If fiction’s war on exposition has a rallying cry, it’s: “Show, Don’t Tell.” Whether offered by teachers as a Rule of Writing or wielded as a cudgel by workshop peers, this phrase is often slapped on any expositional passage regardless of narrative needs. But why?
Author Kim Stanley Robinson says “…the advice “show don’t tell” is a zombie idea, killed forty years ago by the publication in English of Gabriel Garcia Marquez’s One Hundred Years of Solitude, yet still sadly wandering the literary landscape, confusing people.”
In this video, authors Rebecca Makkai, Cecilia Tan, and K. Tempest Bradford explore the idea that “Show, Don’t Tell” is an outdated and inherently colonialist piece of writing wisdom, offer different frameworks for analyzing how and why exposition works in narrative, and give tools to determine what to tell, what to show, and how much space each tactic gets.
This video’s closed captions have been edited for accuracy.
Resources for Death to “Show, Don’t Tell”!
Essays
- Thoughts On Exposition by Kim Stanley Robinson
- Let Me Tell You by Cecilia Tan
- As You Know, Bob… by Jeannette Ng
Craft Books
- Steering the Craft: A Twenty-First-Century Guide to Sailing the Sea of Story by Ursula K. Le Guin – Amazon | Bookshop.org | Your Local Bookshop
- Write Characters Your Readers Won’t Forget by Stant Litore – Amazon | Bookshop.org | Your Local Bookshop
- Write Worlds Your Readers Won’t Forget by Stant Litore – Amazon | Bookshop.org | Your Local Bookshop
Other Books
- Workshops of Empire: Stegner, Engle, and American Creative Writing During the Cold War by Eric Bennett – Amazon | Bookshop.org
Videos
- Dr Octavia Cox’s YouTube channel — Close readings and literary analysis of classic literature.
- Her videos on Jane Austen’s books go deep into why the author’s exposition, “head hopping,” and other literary devices work. Tempest particularly recommends:
Participant Bios
Rebecca Makkai is the Chicago-based author of the novels The Great Believers, The Hundred-Year House, and The Borrower, as well as the short story collection Music for Wartime. The Great Believers was a finalist for both the Pulitzer Prize and the National Book Award; it was the winner of the ALA Carnegie Medal, the Stonewall Book Award, the LA Times Book Prize, the Clark Fiction Prize, the Midwest Independent Booksellers Award, and the Chicago Review of Books Award; and it was one of the New York Times’ Ten Best Books of 2018.
Rebecca is on the MFA faculties of Sierra Nevada College and Northwestern University. She is Artistic Director of StoryStudio Chicago.
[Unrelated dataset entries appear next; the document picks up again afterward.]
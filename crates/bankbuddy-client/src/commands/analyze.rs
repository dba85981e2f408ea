use std::path::Path;

use chrono::Local;

use crate::analysis::query::{load_accounts, load_transactions};
use crate::commands::common::{
    SplitArgs, load_setup, resolve_as_of, resolve_parties, resolve_recent_days,
};
use crate::contracts::envelope::{SuccessEnvelope, success};
use crate::contracts::types::AnalyzeData;
use crate::report::gather;
use crate::state::open_connection;
use crate::{ClientError, ClientResult};

const COMMAND: &str = "analyze";

#[derive(Debug, Default)]
pub struct AnalyzeOptions<'a> {
    /// Restrict output to one account key.
    pub account: Option<String>,
    pub split: SplitArgs,
    pub home_override: Option<&'a Path>,
}

pub fn run(account: Option<String>) -> ClientResult<SuccessEnvelope> {
    run_with_options(AnalyzeOptions {
        account,
        ..AnalyzeOptions::default()
    })
}

#[doc(hidden)]
pub fn run_with_options(options: AnalyzeOptions<'_>) -> ClientResult<SuccessEnvelope> {
    let parties = resolve_parties(&options.split, COMMAND)?;
    let recent_days = resolve_recent_days(options.split.days, COMMAND)?;

    let setup = load_setup(options.home_override)?;
    let connection = open_connection(&setup.db_path)?;
    let mut accounts = load_accounts(&connection, &setup.db_path)?;
    let transactions = load_transactions(&connection, &setup.db_path, options.account.as_deref())?;

    if let Some(account_key) = options.account.as_deref() {
        accounts.retain(|account| account.account_key == account_key);
        if accounts.is_empty() {
            return Err(ClientError::account_not_found(account_key));
        }
    }
    if transactions.is_empty() {
        return Err(ClientError::ledger_empty());
    }

    let as_of = resolve_as_of(options.split.as_of.as_deref(), &transactions, COMMAND)?;
    let today = Local::now().date_naive();
    let report = gather(&accounts, &transactions, &parties, recent_days, as_of, today);

    success(
        COMMAND,
        AnalyzeData {
            as_of,
            today,
            parameters: parties.parameters(),
            recent_days,
            accounts: report.accounts,
        },
    )
}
Cecilia Tan is “simply one of the most important writers, editors, and innovators in contemporary American erotic literature” for her pioneering, award-winning efforts to combine erotica with fantasy and science fiction, according to Susie Bright. She is mixed-race (Chinese-filipino-Irish-Welsh), bisexual, bigender, poly, and kinky, and has been a longtime activist and organizer in the bi and BDSM communities. Though she holds a Masters in Professional Writing and Publishing from Emerson College, Cecilia believes some of the best training and experience to be a professional writer one can get is to be found in fanfiction communities.
Tan is the founder of Circlet Press, Inc., publishers of erotic science fiction and fantasy, and has edited over 100 anthologies of fiction, as well as the being author of many books, including the ground-breaking erotic sf/fantasy short story collections Black Feathers (HarperCollins) and White Flames (Running Press), and the Magic University series (Riverdale Avenue Books). Her short stories have appeared in Ms. Magazine, Asimov’s Science Fiction, Absolute Magnitude, Strange Horizons, and tons of other places, and her work has earned her numerous awards and honors including RT Magazine’s Career Achievement award in 2015 and their prestigious Pioneer Award, and induction into the Saints & Sinners LGBT Writers Hall of Fame. Her upcoming series from Tor Books, The Vanished Chronicles, will be published Real Soon Now.
K. Tempest Bradford is an award-winning teacher, media critic, and author of fantasy and science fiction steeped in Black Girl Magic. Her debut middle grade novel, Ruby Finley vs. the Interstellar Invasion, won the 2022 Andre Norton Nebula Award and was nominated for the Best in Middle Grade IGNYTE Award.
Tempest’s short fiction has appeared in multiple anthologies and magazines, including In The Shadow of the Towers and Strange Horizons. Her media criticism and essays on diversity and representation have been published at NPR, io9, Ebony Magazine, and more.
She teaches classes and gives talks on representation and creating diverse narratives for Writing the Other and has been invited to teach at Clarion West, LitReactor, universities, and entertainment companies.